Für diesen Tag ist Uwe Fock mit dem Schlachten fertig. Nun geht es ans Einsalzen. Vorher werden die Schollen aber noch zusammengeklammert, je zwei Stück, Rücken an Rücken. Fock verbindet die Schollenschwänze mit Schweinekrampen. Auch das ist ein Zugeständnis an das Trocknen an Land. "Auf dem Kutter wurden die Schollen mit der Netznadel zusammengenäht", sagt er. Kutter und Netze sind in Finkenwerder allerdings passé. Die letzten Fischer der Elbinsel fahren als angestellte Seeleute auf Trawlern und Fabrikschiffen.

Uwe Fock muss seine Schollen auf dem Fischmarkt holen. Zweimal pro Woche fährt er im Frühjahr zum Fischgroßhändler seines Vertrauens. "Mit dem habe ich großes Glück gehabt. Der hat Sinn für Qualität."

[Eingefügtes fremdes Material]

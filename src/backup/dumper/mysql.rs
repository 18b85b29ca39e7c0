// dbbackup/src/backup/dumper/mysql.rs
use crate::backup::dumper::{
    ensure_parent_dirs, finish_child, pipe_into_seven_zip, spawn_piped, stream_stdout,
    DumpArtifact, Dumper,
};
use crate::backup::limiter;
use crate::backup::pipeline::FanoutWriter;
use crate::config::{DumpFormat, JobConfig, SourceConfig};
use crate::errors::{BackupError, Result};
use async_trait::async_trait;
use flate2::write::GzEncoder;
use flate2::Compression;
use log::{error, info};
use sqlx::mysql::MySqlConnection;
use sqlx::Connection;
use std::io::Write;
use std::path::{Path, PathBuf};
use tokio::io::AsyncReadExt;
use tokio::process::Command;
use url::Url;

/// Schemas that are never worth backing up. The `mysql` schema itself stays
/// in the list because its `user` table is.
const SKIPPED_SCHEMAS: [&str; 3] = ["information_schema", "performance_schema", "sys"];

#[derive(Clone)]
pub struct MySqlDumper {
    source: SourceConfig,
    format: DumpFormat,
    archive_pass: Option<String>,
    dump_command: String,
}

impl MySqlDumper {
    pub fn new(config: &JobConfig) -> Self {
        // MariaDB installs its own dump binary; prefer it when present.
        let dump_command = match which::which("mariadb-dump") {
            Ok(path) => path.to_string_lossy().into_owned(),
            Err(_) => "mysqldump".to_string(),
        };
        MySqlDumper {
            source: config.source.clone(),
            format: config.format,
            archive_pass: config.archive_pass.clone(),
            dump_command,
        }
    }

    fn server_url(&self) -> Result<Url> {
        let mut url = Url::parse("mysql://localhost/")?;
        if let Some(host) = &self.source.host {
            url.set_host(Some(host.as_str()))?;
        }
        if let Some(port) = self.source.port {
            url.set_port(Some(port))
                .map_err(|_| BackupError::Connection("Couldn't set port on URL".to_string()))?;
        }
        if let Some(user) = &self.source.user {
            url.set_username(user)
                .map_err(|_| BackupError::Connection("Couldn't set user on URL".to_string()))?;
        }
        if let Some(password) = &self.source.password {
            url.set_password(Some(password.as_str())).map_err(|_| {
                BackupError::Connection("Couldn't set password on URL".to_string())
            })?;
        }
        Ok(url)
    }

    fn connection_args(&self) -> Vec<String> {
        let mut args = Vec::new();
        if let Some(host) = &self.source.host {
            args.push(format!("-h{}", host));
            if let Some(port) = self.source.port {
                args.push(format!("--port={}", port));
            }
        }
        if let Some(user) = &self.source.user {
            args.push(format!("-u{}", user));
        }
        if let Some(password) = &self.source.password {
            args.push(format!("-p{}", password));
        }
        args
    }

    fn dump_args(&self, db: &str, table: Option<&str>) -> Vec<String> {
        let mut args = self.connection_args();
        args.extend(
            [
                "--single-transaction",
                "--quick",
                "--skip-lock-tables",
                "--routines",
                "--triggers",
                "--events",
            ]
            .map(String::from),
        );
        args.push(db.to_string());
        match table {
            Some(table) => args.push(table.to_string()),
            // The grants live in mysql.user; the rest of the mysql schema
            // is server internals.
            None if db == "mysql" => args.push("user".to_string()),
            None => {}
        }
        args
    }

    async fn charset_and_tables(&self, db: &str) -> Result<(Vec<String>, String)> {
        let url = self.server_url()?;
        let mut conn = MySqlConnection::connect(url.as_str()).await?;
        let tables: Vec<String> = sqlx::query_scalar(&format!("SHOW TABLES FROM `{}`", db))
            .fetch_all(&mut conn)
            .await?;
        let (charset, collation): (String, String) = sqlx::query_as(
            "SELECT DEFAULT_CHARACTER_SET_NAME, DEFAULT_COLLATION_NAME \
             FROM INFORMATION_SCHEMA.SCHEMATA WHERE SCHEMA_NAME = ?",
        )
        .bind(db)
        .fetch_one(&mut conn)
        .await?;
        Ok((tables, format!("{} {}", charset, collation)))
    }

    /// Dumps one database (or one table of it) into `dir` under `name` plus
    /// the compression extension.
    async fn dump_one(
        &self,
        db: &str,
        table: Option<&str>,
        dir: &Path,
        name: &str,
    ) -> Result<DumpArtifact> {
        let _permit = limiter::acquire().await;
        let args = self.dump_args(db, table);

        match (self.format, &self.archive_pass) {
            (DumpFormat::Gzip, None) => {
                let name = format!("{}.sql.gz", name);
                let path = dir.join(&name);
                ensure_parent_dirs(&path).await?;
                let mut cmd = Command::new(&self.dump_command);
                cmd.args(&args);
                let mut child = spawn_piped(cmd, &self.dump_command)?;
                let mut stdout = child.stdout.take().ok_or_else(|| {
                    BackupError::Dump(format!("{} has no stdout pipe", self.dump_command))
                })?;
                let file = std::fs::File::create(&path).map_err(|e| {
                    BackupError::Dump(format!("Couldn't create {}: {}", path.display(), e))
                })?;
                let mut encoder = GzEncoder::new(file, Compression::default());
                let mut buf = vec![0u8; 64 * 1024];
                loop {
                    let n = stdout
                        .read(&mut buf)
                        .await
                        .map_err(|e| BackupError::Dump(e.to_string()))?;
                    if n == 0 {
                        break;
                    }
                    encoder
                        .write_all(&buf[..n])
                        .map_err(|e| BackupError::Compression(e.to_string()))?;
                }
                encoder
                    .finish()
                    .map_err(|e| BackupError::Compression(e.to_string()))?;
                finish_child(child, &self.dump_command, true).await?;
                Ok(DumpArtifact { path, name })
            }
            (_, pass) => {
                let name = format!("{}.sql.7z", name);
                let path = dir.join(&name);
                ensure_parent_dirs(&path).await?;
                let mut cmd = Command::new(&self.dump_command);
                cmd.args(&args);
                let child = spawn_piped(cmd, &self.dump_command)?;
                pipe_into_seven_zip(
                    child,
                    &path,
                    pass.as_deref(),
                    false,
                    &self.dump_command,
                    true,
                )
                .await?;
                Ok(DumpArtifact { path, name })
            }
        }
    }
}

#[async_trait]
impl Dumper for MySqlDumper {
    async fn list_databases(&self) -> Result<Vec<String>> {
        let url = self.server_url()?;
        let mut conn = MySqlConnection::connect(url.as_str()).await?;
        let databases: Vec<String> = sqlx::query_scalar("SHOW DATABASES")
            .fetch_all(&mut conn)
            .await?;
        Ok(databases
            .into_iter()
            .filter(|db| !SKIPPED_SCHEMAS.contains(&db.as_str()))
            .collect())
    }

    async fn dump_to_file(&self, db: &str, dir: &Path, name: &str) -> Result<DumpArtifact> {
        info!(
            "MySQL backup started. DB: {} - Compression algorithm: {} - Encrypted: {}",
            db,
            match self.format {
                DumpFormat::Gzip => "gzip",
                DumpFormat::SevenZip => "7zip",
            },
            self.archive_pass.is_some()
        );
        let artifact = self.dump_one(db, None, dir, name).await?;
        info!(
            "Successfully backed up {} at: {}",
            db,
            artifact.path.display()
        );
        Ok(artifact)
    }

    async fn dump_to_stream(&self, db: &str, sink: &mut FanoutWriter) -> Result<()> {
        let _permit = limiter::acquire().await;
        info!("MySQL streaming backup started. DB: {}", db);
        let mut cmd = Command::new(&self.dump_command);
        cmd.args(self.dump_args(db, None));
        let child = spawn_piped(cmd, &self.dump_command)?;
        stream_stdout(child, sink, &self.dump_command, true, true).await
    }

    fn supports_streaming(&self) -> bool {
        // 7z archiving needs a seekable output file.
        self.format == DumpFormat::Gzip && self.archive_pass.is_none()
    }

    fn streaming_extension(&self) -> &'static str {
        ".sql.gz"
    }

    async fn dump_tables(
        &self,
        db: &str,
        dir: &Path,
        name_for_table: &(dyn for<'a> Fn(&'a str) -> String + Send + Sync),
        meta_name: &str,
    ) -> Result<Vec<DumpArtifact>> {
        let (tables, charset) = self.charset_and_tables(db).await?;

        let meta_path = dir.join(meta_name);
        ensure_parent_dirs(&meta_path).await?;
        tokio::fs::write(&meta_path, &charset).await.map_err(|e| {
            BackupError::Dump(format!(
                "Couldn't write {}: {}",
                meta_path.display(),
                e
            ))
        })?;
        let mut artifacts = vec![DumpArtifact {
            path: meta_path,
            name: meta_name.to_string(),
        }];

        let mut handles = Vec::new();
        for table in tables {
            if db == "mysql" && table != "user" {
                continue;
            }
            let this = self.clone();
            let db = db.to_string();
            let dir: PathBuf = dir.to_path_buf();
            let name = name_for_table(&table);
            handles.push(tokio::spawn(async move {
                info!("MySQL backup started. DB: {} Table: {}", db, table);
                let result = this.dump_one(&db, Some(&table), &dir, &name).await;
                (table, result)
            }));
        }

        let mut first_error = None;
        for handle in handles {
            let (table, result) = handle
                .await
                .map_err(|e| BackupError::Dump(format!("table dump task panicked: {}", e)))?;
            match result {
                Ok(artifact) => artifacts.push(artifact),
                Err(e) => {
                    error!("Couldn't dump table {} of {} - Error: {}", table, db, e);
                    if first_error.is_none() {
                        first_error = Some(e);
                    }
                }
            }
        }
        match first_error {
            Some(e) => Err(e),
            None => Ok(artifacts),
        }
    }

    fn supports_table_dumps(&self) -> bool {
        true
    }
}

Mittlerweile ist die Plastikwanne gefüllt mit zusammengehefteten Schollen. Jetzt kommt das Salz - ein Pfund Salz für zehn Pfund Fisch. Uwe Fock rührt das Salz in Wasser ein und gießt es über die Schollen, bis sie knapp bedeckt sind. Zwei Stunden müssen sie jetzt in der Lake liegen.

Dann geht es an die Leine. Die ist mit einem Ende direkt am Deich befestigt. Als der Auedeich vor 15 Jahren erhöht wurde, wurde für das Focksche Fischerhaus eine Aussparung im Deichfuß gelassen und mit Spundwänden abgestützt. "Darum habe ich gleich beim Bau gebeten, dass Ösen an die Wand geschweißt werden", sagt Uwe Fock. So half das Amt für Strom- und Hafenbau seinerzeit, eine Finkenwerder Tradition zu wahren.

Zweieinhalb Tage werden die Schollen im Wind schaukeln, dann geht es zur letzten Station: Uwe Focks Dachboden in der Finkenwerder Altstadt. Dort trocknen die Fische ganz durch und bleiben hängen, bis sie verzehrt, verschickt oder verkauft werden. Manche Scholle hat noch einen weiten Weg vor sich. "Dreugt Fisch" fliegt von der Elbe aus schon mal bis nach Singapur oder Quebec - Exil-Finkenwerder gibt es überall. "Manchmal ist das Porto teurer, als der Fisch", sagt Fock, "aber gegen das Heimweh hilft die Scholle bestimmt."

Gegessen wird die Trockenscholle überall auf die gleiche Art: Vom Schwanz her wird die Haut abgezogen, dann schneidet man sich dünne Streifen vom Fisch ab und kaut sie lange und genüsslich. Schnaps hilft beim Kauen, so meinen erfahrene Genießer des trockenen Fischs, macht aber auf die Dauer dumm. Es geht auch ohne, dann dauert es nur länger.

Bis im Juni die Fliegen kommen, wird Uwe Fock noch zweimal in der Woche Fische an die Leine bringen. Auch danach muss er nicht aus dem Fenster gucken: Er und seine Frau Anke sind dreifache Großeltern. "Seit die Enkel da sind, entdecke ich die Stadt wieder neu", sagt er. "Das ist unbezahlbar".

Außerdem fährt Uwe Fock, auch im Rest des Jahres ungefähr einmal im Monat zu seinem Fischgroßhändler und holt frische Ware für Freunde und Nachbarn. Dann sitzt der letzte Schollentrockner Finkenwerders wieder vor der Garage seines Vaters und setzt das Messer kurz hinter dem Kopf an.